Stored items
//! Per-observer replication of the shooting flag.
//!
//! Each observer only hears about pawns within the cull distance, and only when the value
//! it last received differs from the current one. A pawn outside relevance replicates as
//! not shooting, so an observer never keeps re-simulating a pawn it can no longer hear.

use std::collections::HashMap;

use glam::Vec3;

#[derive(Debug, Clone, Copy, PartialEq, Eq)]
pub struct ShootingUpdate {
    pub observer: u64,
    pub subject: u64,
    pub is_shooting: bool,
}

#[derive(Debug, Clone, Copy)]
pub struct ReplicatedPawn {
    pub id: u64,
    pub position: Vec3,
    pub is_shooting: bool,
}

#[derive(Debug, Default)]
pub struct ShootingReplicator {
    // (observer, subject) -> last value delivered.
    sent: HashMap<(u64, u64), bool>,
}

impl ShootingReplicator {
    pub fn new() -> Self {
        Self::default()
    }

    /// Updates owed this tick. The owner is never sent its own flag.
    pub fn collect(&mut self, pawns: &[ReplicatedPawn], cull_distance: f32) -> Vec<ShootingUpdate> {
        let cull_sq = cull_distance * cull_distance;
        let mut updates = Vec::new();

        for observer in pawns {
            for subject in pawns {
                if subject.id == observer.id {
                    continue;
                }
                let key = (observer.id, subject.id);
                let relevant = observer.position.distance_squared(subject.position) <= cull_sq;
                let is_shooting = relevant && subject.is_shooting;
                match self.sent.get(&key) {
                    Some(&last) if last == is_shooting => continue,
                    // Never heard of it and out of range: nothing to retract.
                    None if !relevant => continue,
                    _ => {}
                }
                self.sent.insert(key, is_shooting);
                updates.push(ShootingUpdate {
                    observer: observer.id,
                    subject: subject.id,
                    is_shooting,
                });
            }
        }

        updates
    }

    /// Drop everything known about `id`, as observer or subject.
    pub fn forget(&mut self, id: u64) {
        self.sent
            .retain(|(observer, subject), _| *observer != id && *subject != id);
    }
}
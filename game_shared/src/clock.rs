use std::sync::Arc;
use std::sync::atomic::{AtomicU64, Ordering};
use std::time::Instant;

// Port for the peer's monotonic wall clock, in seconds.
pub trait Clock: Send + Sync {
    fn now(&self) -> f64;
}

/// Seconds elapsed since the clock was created.
#[derive(Debug, Clone, Copy)]
pub struct MonotonicClock {
    origin: Instant,
}

impl MonotonicClock {
    pub fn new() -> Self {
        Self {
            origin: Instant::now(),
        }
    }
}

impl Default for MonotonicClock {
    fn default() -> Self {
        Self::new()
    }
}

impl Clock for MonotonicClock {
    fn now(&self) -> f64 {
        self.origin.elapsed().as_secs_f64()
    }
}

// Hand-driven time source for deterministic tests. Clones share the same reading.
#[derive(Debug, Clone, Default)]
pub struct ManualClock(Arc<AtomicU64>);

impl ManualClock {
    pub fn new(start: f64) -> Self {
        Self(Arc::new(AtomicU64::new(start.to_bits())))
    }

    pub fn set(&self, now: f64) {
        self.0.store(now.to_bits(), Ordering::Relaxed);
    }

    pub fn advance(&self, seconds: f64) {
        self.set(self.now() + seconds);
    }
}

impl Clock for ManualClock {
    fn now(&self) -> f64 {
        f64::from_bits(self.0.load(Ordering::Relaxed))
    }
}
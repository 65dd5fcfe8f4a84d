//! Replicated "is shooting" flag and the local cadence that turns it into shots.
//!
//! Only the flag crosses the network. Every peer that can see a pawn polls its own
//! [`CooldownTimer`] against the flag it knows about, so shot spawn times may differ by up
//! to one round trip between peers while trajectories stay identical.

/// Slack for float accumulation when polls land exactly on interval multiples.
const COOLDOWN_EPSILON: f64 = 1e-6;

#[derive(Debug, Clone, Copy, Default, PartialEq, Eq)]
pub struct ShootingState {
    pub is_shooting: bool,
}

impl ShootingState {
    /// Stores the new value and reports whether it was an edge.
    pub fn set(&mut self, is_shooting: bool) -> bool {
        let changed = self.is_shooting != is_shooting;
        self.is_shooting = is_shooting;
        changed
    }
}

/// Per-peer, per-pawn fire cadence. Lives as long as the pawn; never persisted.
#[derive(Debug, Clone, Copy)]
pub struct CooldownTimer {
    last_fire_time: Option<f64>,
    fire_interval: f64,
}

impl CooldownTimer {
    pub fn new(fire_interval: f64) -> Self {
        Self {
            last_fire_time: None,
            fire_interval,
        }
    }

    pub fn fire_interval(&self) -> f64 {
        self.fire_interval
    }

    pub fn last_fire_time(&self) -> Option<f64> {
        self.last_fire_time
    }

    /// Returns true when a shot should spawn at `now`, and records it.
    pub fn poll(&mut self, is_shooting: bool, now: f64) -> bool {
        if !is_shooting {
            return false;
        }

        let ready = match self.last_fire_time {
            None => true,
            Some(last) => now - last >= self.fire_interval - COOLDOWN_EPSILON,
        };
        if ready {
            self.last_fire_time = Some(now);
        }
        ready
    }

    /// Forget cadence history, e.g. after a respawn.
    pub fn reset(&mut self) {
        self.last_fire_time = None;
    }
}

#[cfg(test)]
mod tests {
    use super::*;

    fn fire_times(timer: &mut CooldownTimer, polls: impl Iterator<Item = (f64, bool)>) -> Vec<f64> {
        polls
            .filter_map(|(now, shooting)| timer.poll(shooting, now).then_some(now))
            .collect()
    }

    #[test]
    fn holding_for_one_second_fires_six_times() {
        let mut timer = CooldownTimer::new(0.2);
        let polls = (0..=5).map(|i| (i as f64 * 0.2, true));

        let times = fire_times(&mut timer, polls);

        assert_eq!(times.len(), 6);
        for (i, t) in times.iter().enumerate() {
            assert!((t - i as f64 * 0.2).abs() < 1e-9);
        }
    }

    #[test]
    fn holding_at_tick_rate_fires_floor_d_over_interval_plus_one() {
        let mut timer = CooldownTimer::new(0.2);
        // 60 Hz polls over D = 1.0 s, both endpoints included.
        let polls = (0..=60).map(|i| (i as f64 / 60.0, true));

        let times = fire_times(&mut timer, polls);

        assert_eq!(times.len(), (1.0_f64 / 0.2).floor() as usize + 1);
        assert_eq!(times[0], 0.0);
    }

    #[test]
    fn press_and_release_between_polls_fires_nothing() {
        let mut timer = CooldownTimer::new(0.2);
        let mut state = ShootingState::default();
        let mut shots = 0;

        // Poll at 60 Hz; the flag goes up and down inside one frame.
        for frame in 0..30 {
            let now = frame as f64 / 60.0;
            if frame == 10 {
                state.set(true);
                state.set(false);
            }
            if timer.poll(state.is_shooting, now) {
                shots += 1;
            }
        }

        assert_eq!(shots, 0);
    }

    #[test]
    fn hold_shorter_than_the_interval_fires_exactly_once() {
        let mut timer = CooldownTimer::new(0.2);
        // Held for 0.1 s at 60 Hz, then released.
        let polls = (0..30).map(|frame| (frame as f64 / 60.0, frame < 6));

        let times = fire_times(&mut timer, polls);

        assert_eq!(times, vec![0.0]);
    }

    #[test]
    fn repress_inside_interval_cannot_beat_the_cadence() {
        let mut timer = CooldownTimer::new(0.2);

        assert!(timer.poll(true, 0.0));
        assert!(!timer.poll(false, 0.05));
        assert!(!timer.poll(true, 0.1));
        assert!(timer.poll(true, 0.2));
    }

    #[test]
    fn set_reports_edges_only() {
        let mut state = ShootingState::default();
        assert!(state.set(true));
        assert!(!state.set(true));
        assert!(state.set(false));
        assert!(!state.set(false));
    }
}
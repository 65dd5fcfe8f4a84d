// Use cases layer: application workflows for the game server.

pub mod game;
pub mod types;
pub mod world;

pub use game::{WorldInbox, world_task};
pub use types::{GameEvent, Outbox, PeerMessage, PeerOutbox, WorldUpdate};
pub use world::{World, WorldSettings};
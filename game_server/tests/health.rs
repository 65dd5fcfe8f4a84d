mod support;

#[tokio::test]
async fn health_endpoint_answers_ok() {
    let addr = support::ensure_server();
    let client = reqwest::Client::new();

    let res = client
        .get(format!("http://{addr}/health"))
        .send()
        .await
        .expect("request should succeed");

    assert_eq!(res.status(), reqwest::StatusCode::OK);
    assert_eq!(res.text().await.expect("body should be text"), "ok");
}
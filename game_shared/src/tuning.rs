//! Gameplay tuning shared by every peer.
//!
//! Keep this separate from runtime/server configuration (tick rates, buffer sizes, etc.).
//! Every peer must run with the same values or locally simulated shots drift apart.

use std::{env, str::FromStr};

use tracing::warn;

pub const MIN_SPEED_TOLERANCE: f32 = 1.0;
pub const MAX_SPEED_TOLERANCE: f32 = 2.0;

#[derive(Debug, Clone, Copy)]
pub struct PawnTuning {
    /// Maximum flying speed in units per second.
    pub max_speed: f32,

    /// Multiplier on `max_speed` the speed check allows before rejecting a window.
    pub speed_tolerance: f32,

    /// Seconds of samples averaged per speed check.
    pub speed_check_interval: f64,

    /// Blocked sweeps tolerated in a row before the server forces a resync.
    pub max_consecutive_hits: u32,

    /// Collision sphere radius.
    pub radius: f32,

    /// Units per second squared while speeding up.
    pub acceleration: f32,

    /// Units per second squared while slowing down.
    pub deceleration: f32,

    /// Scale applied to move input.
    pub move_scale: f32,

    /// Degrees per second at full rotate input.
    pub rotate_scale: f32,

    pub max_health: f32,
    pub max_power: f32,

    /// Power regained per second.
    pub power_regen: f32,
}

impl Default for PawnTuning {
    fn default() -> Self {
        Self {
            max_speed: 5000.0,
            speed_tolerance: 1.05,
            speed_check_interval: 0.5,
            max_consecutive_hits: 30,
            radius: 50.0,
            acceleration: 5000.0,
            deceleration: 10000.0,
            move_scale: 1.0,
            rotate_scale: 50.0,
            max_health: 100.0,
            max_power: 100.0,
            power_regen: 10.0,
        }
    }
}

// Unset or unparsable values fall back to the default.
fn env_or<T: FromStr>(key: &str, default: T) -> T {
    env::var(key)
        .ok()
        .and_then(|v| v.trim().parse().ok())
        .unwrap_or(default)
}

impl PawnTuning {
    /// Defaults with `MAX_SPEED`, `SPEED_TOLERANCE`, `SPEED_CHECK_INTERVAL` and
    /// `MAX_CONSECUTIVE_HITS` applied, then normalized. Server and clients both read these.
    pub fn from_env() -> Self {
        let defaults = Self::default();
        Self {
            max_speed: env_or("MAX_SPEED", defaults.max_speed),
            speed_tolerance: env_or("SPEED_TOLERANCE", defaults.speed_tolerance),
            speed_check_interval: env_or("SPEED_CHECK_INTERVAL", defaults.speed_check_interval),
            max_consecutive_hits: env_or("MAX_CONSECUTIVE_HITS", defaults.max_consecutive_hits),
            ..defaults
        }
        .normalized()
    }

    /// Clamp range-constrained values into bounds.
    pub fn normalized(mut self) -> Self {
        let tolerance = self
            .speed_tolerance
            .clamp(MIN_SPEED_TOLERANCE, MAX_SPEED_TOLERANCE);
        if tolerance != self.speed_tolerance {
            warn!(
                requested = self.speed_tolerance,
                applied = tolerance,
                "speed tolerance out of range; clamping"
            );
            self.speed_tolerance = tolerance;
        }
        self.speed_check_interval = self.speed_check_interval.max(0.05);
        self
    }

    /// Fastest sustained speed the server accepts.
    pub fn speed_limit(&self) -> f32 {
        self.max_speed * self.speed_tolerance
    }
}

/// Gameplay tuning for shots.
#[derive(Debug, Clone, Copy)]
pub struct ShotTuning {
    /// Seconds between shots while the trigger is held.
    pub shooting_interval: f64,

    /// Constant shot speed in units per second.
    pub initial_speed: f32,

    /// Seconds before a shot despawns on its own.
    pub lifespan: f64,

    /// Collision sphere radius.
    pub radius: f32,

    /// Health change applied to a pawn the shot hits.
    pub health_delta: f32,

    /// Power change applied to the shooter per shot.
    pub power_delta: f32,
}

impl Default for ShotTuning {
    fn default() -> Self {
        Self {
            shooting_interval: 0.2,
            initial_speed: 20000.0,
            lifespan: 2.0,
            radius: 25.0,
            health_delta: -10.0,
            power_delta: -5.0,
        }
    }
}

impl ShotTuning {
    /// Defaults with `SHOOTING_INTERVAL`, `SHOT_INITIAL_SPEED` and `SHOT_LIFESPAN` applied.
    pub fn from_env() -> Self {
        let defaults = Self::default();
        Self {
            shooting_interval: env_or("SHOOTING_INTERVAL", defaults.shooting_interval),
            initial_speed: env_or("SHOT_INITIAL_SPEED", defaults.initial_speed),
            lifespan: env_or("SHOT_LIFESPAN", defaults.lifespan),
            ..defaults
        }
    }

    /// Furthest a shot can travel before it expires.
    pub fn max_range(&self) -> f32 {
        self.initial_speed * self.lifespan as f32
    }
}

#[derive(Debug, Clone, Copy)]
pub struct NetTuning {
    /// Observers beyond this distance stop receiving an entity's replicated state.
    pub net_cull_distance: f32,
}

impl Default for NetTuning {
    fn default() -> Self {
        Self {
            net_cull_distance: 40000.0,
        }
    }
}

impl NetTuning {
    /// Raise the cull distance so shots are never culled before they expire.
    pub fn covering(mut self, shots: &ShotTuning) -> Self {
        let range = shots.max_range();
        if self.net_cull_distance < range {
            warn!(
                net_cull_distance = self.net_cull_distance,
                shot_range = range,
                "net cull distance shorter than shot range; raising"
            );
            self.net_cull_distance = range;
        }
        self
    }
}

EXERCISE BRIEF -
In the answer, the lines from the first line of the data above through the line containing "use std::collections::HashMap;" must appear exactly as written, with nothing else.

ANSWER TO THE PROBLEM -
//! Per-observer replication of the shooting flag.
//!
//! Each observer only hears about pawns within the cull distance, and only when the value
//! it last received differs from the current one. A pawn outside relevance replicates as
//! not shooting, so an observer never keeps re-simulating a pawn it can no longer hear.

use std::collections::HashMap;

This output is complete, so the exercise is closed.